BEGIN Listed entries

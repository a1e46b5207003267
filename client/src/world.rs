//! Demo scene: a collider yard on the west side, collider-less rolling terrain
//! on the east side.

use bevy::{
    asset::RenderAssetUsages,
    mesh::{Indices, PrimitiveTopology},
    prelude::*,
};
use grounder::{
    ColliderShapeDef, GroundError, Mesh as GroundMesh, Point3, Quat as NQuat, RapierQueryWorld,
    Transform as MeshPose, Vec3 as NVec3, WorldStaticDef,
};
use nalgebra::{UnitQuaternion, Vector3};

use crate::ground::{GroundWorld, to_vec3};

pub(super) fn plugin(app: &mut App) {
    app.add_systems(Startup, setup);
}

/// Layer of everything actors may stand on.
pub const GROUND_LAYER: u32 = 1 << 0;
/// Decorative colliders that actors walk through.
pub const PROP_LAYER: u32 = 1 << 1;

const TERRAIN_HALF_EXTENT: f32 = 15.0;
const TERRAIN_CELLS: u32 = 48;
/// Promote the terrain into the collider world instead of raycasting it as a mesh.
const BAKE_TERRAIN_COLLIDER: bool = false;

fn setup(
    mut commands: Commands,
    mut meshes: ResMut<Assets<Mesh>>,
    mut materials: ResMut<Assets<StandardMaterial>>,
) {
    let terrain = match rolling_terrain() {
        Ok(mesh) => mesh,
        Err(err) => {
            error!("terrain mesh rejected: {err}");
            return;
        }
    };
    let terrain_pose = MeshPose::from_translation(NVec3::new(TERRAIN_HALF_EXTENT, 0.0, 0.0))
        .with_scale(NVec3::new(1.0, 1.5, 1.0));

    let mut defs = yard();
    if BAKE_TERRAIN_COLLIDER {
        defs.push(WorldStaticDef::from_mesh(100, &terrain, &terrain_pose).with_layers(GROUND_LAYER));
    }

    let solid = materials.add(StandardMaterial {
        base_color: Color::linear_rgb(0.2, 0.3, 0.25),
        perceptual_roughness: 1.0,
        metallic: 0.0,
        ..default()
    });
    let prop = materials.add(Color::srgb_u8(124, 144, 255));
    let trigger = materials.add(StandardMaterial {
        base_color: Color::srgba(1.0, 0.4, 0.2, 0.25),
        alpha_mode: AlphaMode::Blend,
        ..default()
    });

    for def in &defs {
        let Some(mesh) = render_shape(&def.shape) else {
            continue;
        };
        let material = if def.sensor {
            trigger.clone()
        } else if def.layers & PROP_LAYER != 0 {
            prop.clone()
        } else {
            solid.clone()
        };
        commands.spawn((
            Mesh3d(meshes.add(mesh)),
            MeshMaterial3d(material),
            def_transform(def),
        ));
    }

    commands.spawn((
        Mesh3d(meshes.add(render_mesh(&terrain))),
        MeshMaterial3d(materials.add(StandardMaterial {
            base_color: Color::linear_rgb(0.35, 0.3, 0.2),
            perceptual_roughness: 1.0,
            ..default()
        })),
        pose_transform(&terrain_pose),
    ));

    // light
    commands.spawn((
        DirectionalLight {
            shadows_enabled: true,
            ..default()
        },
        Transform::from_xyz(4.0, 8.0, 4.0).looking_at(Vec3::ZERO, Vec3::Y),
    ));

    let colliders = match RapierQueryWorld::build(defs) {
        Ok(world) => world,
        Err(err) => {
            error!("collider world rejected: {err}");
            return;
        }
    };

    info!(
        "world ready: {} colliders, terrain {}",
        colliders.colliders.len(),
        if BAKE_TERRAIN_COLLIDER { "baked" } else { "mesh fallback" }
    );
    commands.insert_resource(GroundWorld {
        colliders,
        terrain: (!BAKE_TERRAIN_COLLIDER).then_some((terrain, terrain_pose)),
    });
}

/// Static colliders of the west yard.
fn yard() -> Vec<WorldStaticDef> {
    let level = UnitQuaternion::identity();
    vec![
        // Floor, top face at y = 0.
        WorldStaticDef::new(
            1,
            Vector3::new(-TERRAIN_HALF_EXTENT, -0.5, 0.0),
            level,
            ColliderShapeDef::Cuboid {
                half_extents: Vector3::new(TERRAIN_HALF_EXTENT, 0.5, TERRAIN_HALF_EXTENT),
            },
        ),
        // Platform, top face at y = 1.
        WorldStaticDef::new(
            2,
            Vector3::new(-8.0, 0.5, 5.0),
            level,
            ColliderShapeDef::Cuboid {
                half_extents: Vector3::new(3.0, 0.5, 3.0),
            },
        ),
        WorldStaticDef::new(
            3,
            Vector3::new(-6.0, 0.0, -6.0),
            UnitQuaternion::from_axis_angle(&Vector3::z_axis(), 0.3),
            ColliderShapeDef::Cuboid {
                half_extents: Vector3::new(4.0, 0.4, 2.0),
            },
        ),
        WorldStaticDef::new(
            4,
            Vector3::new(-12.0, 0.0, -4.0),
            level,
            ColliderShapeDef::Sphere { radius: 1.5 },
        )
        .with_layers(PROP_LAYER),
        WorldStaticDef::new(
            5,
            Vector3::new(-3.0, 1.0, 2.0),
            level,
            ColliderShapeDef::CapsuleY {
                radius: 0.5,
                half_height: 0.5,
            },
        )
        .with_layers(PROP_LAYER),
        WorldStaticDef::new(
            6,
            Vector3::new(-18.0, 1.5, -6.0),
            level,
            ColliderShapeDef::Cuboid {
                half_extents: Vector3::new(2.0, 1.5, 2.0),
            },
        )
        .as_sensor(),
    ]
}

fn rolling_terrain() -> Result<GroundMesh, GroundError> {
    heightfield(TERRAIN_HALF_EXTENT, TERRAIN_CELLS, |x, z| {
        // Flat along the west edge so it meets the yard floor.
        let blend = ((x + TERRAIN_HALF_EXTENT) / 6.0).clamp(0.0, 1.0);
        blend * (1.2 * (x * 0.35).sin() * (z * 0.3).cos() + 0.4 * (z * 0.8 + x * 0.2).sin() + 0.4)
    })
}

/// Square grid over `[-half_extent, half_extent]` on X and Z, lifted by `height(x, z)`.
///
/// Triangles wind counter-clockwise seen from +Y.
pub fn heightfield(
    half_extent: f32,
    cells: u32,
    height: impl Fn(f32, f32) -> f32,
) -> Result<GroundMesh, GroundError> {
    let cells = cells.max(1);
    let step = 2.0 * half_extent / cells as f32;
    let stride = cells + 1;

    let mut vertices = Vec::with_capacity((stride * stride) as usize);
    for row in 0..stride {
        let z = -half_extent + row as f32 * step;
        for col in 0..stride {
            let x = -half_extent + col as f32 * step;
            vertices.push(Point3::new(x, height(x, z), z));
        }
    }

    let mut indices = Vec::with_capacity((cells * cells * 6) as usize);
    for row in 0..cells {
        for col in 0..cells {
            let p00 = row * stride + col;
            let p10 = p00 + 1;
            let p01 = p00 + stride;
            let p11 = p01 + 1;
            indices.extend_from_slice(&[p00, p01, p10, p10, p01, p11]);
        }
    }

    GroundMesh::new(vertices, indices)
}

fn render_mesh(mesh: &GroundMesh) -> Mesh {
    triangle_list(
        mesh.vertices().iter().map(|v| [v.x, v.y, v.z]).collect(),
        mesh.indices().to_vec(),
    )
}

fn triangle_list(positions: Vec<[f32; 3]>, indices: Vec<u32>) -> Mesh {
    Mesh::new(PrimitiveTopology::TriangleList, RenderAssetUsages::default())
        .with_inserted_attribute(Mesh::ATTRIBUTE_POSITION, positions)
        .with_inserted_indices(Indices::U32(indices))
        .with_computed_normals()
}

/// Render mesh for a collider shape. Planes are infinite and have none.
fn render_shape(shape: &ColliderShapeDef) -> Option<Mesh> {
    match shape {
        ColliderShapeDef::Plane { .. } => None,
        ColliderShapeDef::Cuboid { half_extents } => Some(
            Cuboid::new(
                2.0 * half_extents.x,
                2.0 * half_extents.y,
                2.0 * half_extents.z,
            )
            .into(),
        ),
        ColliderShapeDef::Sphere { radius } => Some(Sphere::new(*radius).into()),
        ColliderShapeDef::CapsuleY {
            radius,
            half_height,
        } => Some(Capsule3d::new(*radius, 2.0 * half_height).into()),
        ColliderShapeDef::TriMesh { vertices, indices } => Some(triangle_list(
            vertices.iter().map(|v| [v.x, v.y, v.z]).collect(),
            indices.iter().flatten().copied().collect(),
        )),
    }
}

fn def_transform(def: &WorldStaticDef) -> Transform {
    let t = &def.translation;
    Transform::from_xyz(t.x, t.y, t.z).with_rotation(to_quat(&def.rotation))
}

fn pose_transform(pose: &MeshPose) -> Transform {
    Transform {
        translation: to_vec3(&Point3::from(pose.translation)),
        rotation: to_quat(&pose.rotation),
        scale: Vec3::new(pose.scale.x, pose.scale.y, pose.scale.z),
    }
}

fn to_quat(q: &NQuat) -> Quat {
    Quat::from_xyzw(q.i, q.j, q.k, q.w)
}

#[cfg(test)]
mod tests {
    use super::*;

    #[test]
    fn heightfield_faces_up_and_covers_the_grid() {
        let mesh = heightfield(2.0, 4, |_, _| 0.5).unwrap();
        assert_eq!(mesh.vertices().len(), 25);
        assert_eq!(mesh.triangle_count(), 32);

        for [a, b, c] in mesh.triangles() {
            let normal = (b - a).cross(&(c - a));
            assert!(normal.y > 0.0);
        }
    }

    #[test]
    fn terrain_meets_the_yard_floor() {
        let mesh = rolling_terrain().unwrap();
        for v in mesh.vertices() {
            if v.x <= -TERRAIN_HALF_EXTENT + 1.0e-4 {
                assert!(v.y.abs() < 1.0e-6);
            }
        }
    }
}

END Listed entries
BEGIN Listed entries

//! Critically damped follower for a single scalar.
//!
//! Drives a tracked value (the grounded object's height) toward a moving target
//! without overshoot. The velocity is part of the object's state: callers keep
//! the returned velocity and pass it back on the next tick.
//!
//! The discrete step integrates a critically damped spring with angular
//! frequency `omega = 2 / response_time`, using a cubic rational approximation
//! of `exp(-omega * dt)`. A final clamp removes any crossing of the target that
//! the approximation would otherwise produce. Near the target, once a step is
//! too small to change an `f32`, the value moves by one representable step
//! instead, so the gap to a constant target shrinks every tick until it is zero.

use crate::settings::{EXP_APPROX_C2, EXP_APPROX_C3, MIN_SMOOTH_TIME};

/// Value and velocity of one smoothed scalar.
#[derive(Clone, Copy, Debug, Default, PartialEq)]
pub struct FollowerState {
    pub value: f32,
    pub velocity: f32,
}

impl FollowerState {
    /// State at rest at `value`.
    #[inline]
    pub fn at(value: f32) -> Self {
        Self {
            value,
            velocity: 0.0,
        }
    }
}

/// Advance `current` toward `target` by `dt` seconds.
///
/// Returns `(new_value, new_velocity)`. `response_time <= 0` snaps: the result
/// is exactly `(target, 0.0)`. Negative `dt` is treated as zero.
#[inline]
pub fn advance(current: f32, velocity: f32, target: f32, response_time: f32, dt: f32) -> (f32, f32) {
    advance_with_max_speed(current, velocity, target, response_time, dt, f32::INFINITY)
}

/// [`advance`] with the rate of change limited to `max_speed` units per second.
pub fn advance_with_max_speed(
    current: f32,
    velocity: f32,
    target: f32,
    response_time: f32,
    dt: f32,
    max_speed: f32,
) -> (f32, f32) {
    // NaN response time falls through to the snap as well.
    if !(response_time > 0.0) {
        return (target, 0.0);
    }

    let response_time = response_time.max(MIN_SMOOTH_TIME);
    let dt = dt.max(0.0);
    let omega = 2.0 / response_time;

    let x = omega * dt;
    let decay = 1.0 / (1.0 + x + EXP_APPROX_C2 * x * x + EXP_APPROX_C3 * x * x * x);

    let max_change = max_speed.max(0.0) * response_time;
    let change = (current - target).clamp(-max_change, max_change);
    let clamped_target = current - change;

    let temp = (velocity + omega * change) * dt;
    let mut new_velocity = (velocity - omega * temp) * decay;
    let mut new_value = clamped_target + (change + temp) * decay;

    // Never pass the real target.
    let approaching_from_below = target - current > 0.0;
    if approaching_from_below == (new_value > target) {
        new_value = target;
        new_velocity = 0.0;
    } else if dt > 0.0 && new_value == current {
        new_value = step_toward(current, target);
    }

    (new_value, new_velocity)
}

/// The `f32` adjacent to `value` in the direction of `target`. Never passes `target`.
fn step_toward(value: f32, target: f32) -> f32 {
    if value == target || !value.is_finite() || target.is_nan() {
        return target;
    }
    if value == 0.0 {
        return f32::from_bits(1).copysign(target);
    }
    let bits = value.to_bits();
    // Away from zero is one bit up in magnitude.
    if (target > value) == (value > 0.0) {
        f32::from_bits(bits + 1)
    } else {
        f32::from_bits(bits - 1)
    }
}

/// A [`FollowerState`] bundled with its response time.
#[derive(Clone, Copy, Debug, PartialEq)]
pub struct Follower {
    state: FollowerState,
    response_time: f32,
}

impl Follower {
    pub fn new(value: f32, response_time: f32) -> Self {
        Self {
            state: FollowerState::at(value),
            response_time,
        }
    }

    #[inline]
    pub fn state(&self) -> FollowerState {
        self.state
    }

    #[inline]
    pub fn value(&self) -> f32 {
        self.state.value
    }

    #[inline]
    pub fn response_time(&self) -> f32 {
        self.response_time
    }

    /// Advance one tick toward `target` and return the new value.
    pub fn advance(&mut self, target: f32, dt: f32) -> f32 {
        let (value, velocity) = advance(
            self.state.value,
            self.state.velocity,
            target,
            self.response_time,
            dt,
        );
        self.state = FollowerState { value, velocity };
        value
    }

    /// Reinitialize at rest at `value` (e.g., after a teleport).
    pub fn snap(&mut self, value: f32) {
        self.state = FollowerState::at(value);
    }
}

END Listed entries

→ Work instruction
Which lines above carry the string "FollowerState"? Copy those lines.

→ Output of the task
pub struct FollowerState {
impl FollowerState {
/// A [`FollowerState`] bundled with its response time.
    state: FollowerState,
            state: FollowerState::at(value),
    pub fn state(&self) -> FollowerState {
        self.state = FollowerState { value, velocity };
        self.state = FollowerState::at(value);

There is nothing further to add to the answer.